◆ **Requirement**
Copy the result of filtering the entries below for lines that include the string "indices".

---------- Material shown ----------

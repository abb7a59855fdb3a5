//! Round state machine tests.

use rand::rngs::StdRng;
use rand::seq::IndexedRandom;
use rand::SeedableRng;
use santa_tictactoe::invariants::{InvariantSet, RoundInvariants};
use santa_tictactoe::{
    evaluate, Board, Game, MoveRejection, Outcome, Position, Santa, Side, Snapshot,
};

fn positions(indices: &[usize]) -> Vec<Position> {
    indices
        .iter()
        .map(|&i| Position::from_index(i).expect("index in range"))
        .collect()
}

#[test]
fn test_player_completes_top_row() {
    let mut game = Game::with_opponent(Santa::seeded(1));
    // X 0, O 3, X 1, O 4 -> XX_ OO_ ___ with the Player to move.
    game.replay(Side::Player, &positions(&[0, 3, 1, 4])).expect("legal sequence");
    assert_eq!(*game.board(), "XX_OO____".parse::<Board>().unwrap());
    assert_eq!(game.turn(), Side::Player);

    let snap = game.select_cell(Position::TopRight).expect("square is free");
    assert_eq!(*snap.outcome(), Outcome::PlayerWon);
}

#[test]
fn test_full_board_without_line_is_drawn() {
    let mut game = Game::with_opponent(Santa::seeded(1));
    // Ends on X O X / X O O / O X X.
    let snap = game
        .replay(Side::Player, &positions(&[0, 1, 2, 4, 3, 5, 7, 6, 8]))
        .expect("legal sequence");
    assert_eq!(*snap.outcome(), Outcome::Drawn);
    assert_eq!(snap.board().filled(), 9);
}

#[test]
fn test_rejected_moves_change_nothing() {
    let mut game = Game::with_opponent(Santa::seeded(9));
    game.select_cell(Position::Center).unwrap();
    game.advance_santa().unwrap();

    let before: Snapshot = game.snapshot();
    let history_before = game.history().to_vec();

    assert_eq!(
        game.select_cell(Position::Center),
        Err(MoveRejection::SquareOccupied(Position::Center))
    );
    assert_eq!(game.select_index(42), Err(MoveRejection::OutOfBounds(42)));
    assert_eq!(
        game.advance_santa(),
        Err(MoveRejection::NotYourTurn(Side::Santa))
    );

    assert_eq!(game.snapshot(), before);
    assert_eq!(game.history(), history_before.as_slice());
}

#[test]
fn test_rejection_after_round_end_changes_nothing() {
    let mut game = Game::with_opponent(Santa::seeded(9));
    game.replay(Side::Player, &positions(&[0, 3, 1, 4, 2])).unwrap();
    assert_eq!(game.outcome(), Outcome::PlayerWon);

    let before = game.snapshot();
    assert_eq!(
        game.select_cell(Position::BottomRight),
        Err(MoveRejection::GameOver)
    );
    assert_eq!(game.advance_santa(), Err(MoveRejection::GameOver));
    assert!(game.schedule_santa().is_none());
    assert_eq!(game.snapshot(), before);
}

#[test]
fn test_consecutive_resets_alternate_starter() {
    let mut game = Game::with_opponent(Santa::seeded(3));
    let first = *game.reset_round().turn();
    let second = *game.reset_round().turn();
    assert_ne!(first, second);
}

#[test]
fn test_reset_clears_board_from_any_state() {
    let mut game = Game::with_opponent(Santa::seeded(3));
    game.select_cell(Position::TopLeft).unwrap();
    let snap = game.reset_round();
    assert_eq!(snap.board().filled(), 0);
    assert_eq!(*snap.outcome(), Outcome::InProgress);
    assert!(game.history().is_empty());
    assert!(game.last_santa_move().is_none());
}

/// Plays a round with a random Player against seeded Santa.
fn play_random_round(game: &mut Game, rng: &mut StdRng) {
    while !game.outcome().is_terminal() {
        match game.turn() {
            Side::Player => {
                let free: Vec<Position> = game.board().empty_positions().collect();
                let pos = *free.choose(rng).expect("open round has a free square");
                game.select_cell(pos).unwrap();
            }
            Side::Santa => {
                game.advance_santa().unwrap();
            }
        }

        let board = game.board();
        let starter = game.starting_side();
        let diff = board.count(starter) as i32 - board.count(starter.other()) as i32;
        assert!(diff == 0 || diff == 1, "unbalanced board {}", board);
        assert!(RoundInvariants::check_all(&*game).is_ok());
    }
}

#[test]
fn test_random_rounds_keep_marks_balanced() {
    let mut rng = StdRng::seed_from_u64(77);
    let mut game = Game::with_opponent(Santa::seeded(78));
    for _ in 0..40 {
        play_random_round(&mut game, &mut rng);
        assert_eq!(game.outcome(), evaluate(game.board()));
        game.reset_round();
    }
}

#[test]
fn test_replaying_history_reproduces_outcome() {
    let mut rng = StdRng::seed_from_u64(5);
    let mut game = Game::with_opponent(Santa::seeded(6));
    for _ in 0..10 {
        game.reset_round();
        let starter = game.starting_side();
        play_random_round(&mut game, &mut rng);
        let recorded: Vec<Position> = game.history().iter().map(|m| m.position).collect();
        let outcome = game.outcome();
        let board = *game.board();

        // The reset hands the opening to the other side; replay restores it.
        game.reset_round();
        assert_ne!(game.starting_side(), starter);
        let snap = game
            .replay(starter, &recorded)
            .expect("recorded moves are legal");
        assert_eq!(*snap.outcome(), outcome);
        assert_eq!(*snap.board(), board);
        assert_eq!(game.starting_side(), starter);
    }
}

#[test]
fn test_replay_after_single_reset_keeps_winner() {
    let mut game = Game::with_opponent(Santa::seeded(2));
    let moves = positions(&[0, 3, 1, 4, 2]);
    let first = game.replay(Side::Player, &moves).unwrap();
    assert_eq!(*first.outcome(), Outcome::PlayerWon);

    game.reset_round();
    assert_eq!(game.starting_side(), Side::Santa);
    let again = game.replay(Side::Player, &moves).unwrap();
    assert_eq!(*again.outcome(), Outcome::PlayerWon);
    assert_eq!(again.board(), first.board());
    assert_eq!(*again.round(), 1);
}

#[test]
fn test_santa_opens_odd_rounds() {
    let mut game = Game::with_opponent(Santa::seeded(12));
    game.reset_round();
    assert!(game.is_santa_due());
    assert_eq!(
        game.select_cell(Position::Center),
        Err(MoveRejection::NotYourTurn(Side::Player))
    );
    let ticket = game.schedule_santa().expect("Santa opens");
    assert_eq!(ticket.round(), 1);
    let snap = game.advance_santa_for(ticket).unwrap();
    assert_eq!(snap.board().count(Side::Santa), 1);
    assert_eq!(*snap.turn(), Side::Player);
}

#[test]
fn test_snapshot_serializes() {
    let game = Game::with_opponent(Santa::seeded(1));
    let json = serde_json::to_string(&game.snapshot()).unwrap();
    assert!(json.contains("\"turn\":\"Player\""));
    assert!(json.contains("\"outcome\":\"InProgress\""));
}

----------

◆ **Response to this task**
fn positions(indices: &[usize]) -> Vec<Position> {
    indices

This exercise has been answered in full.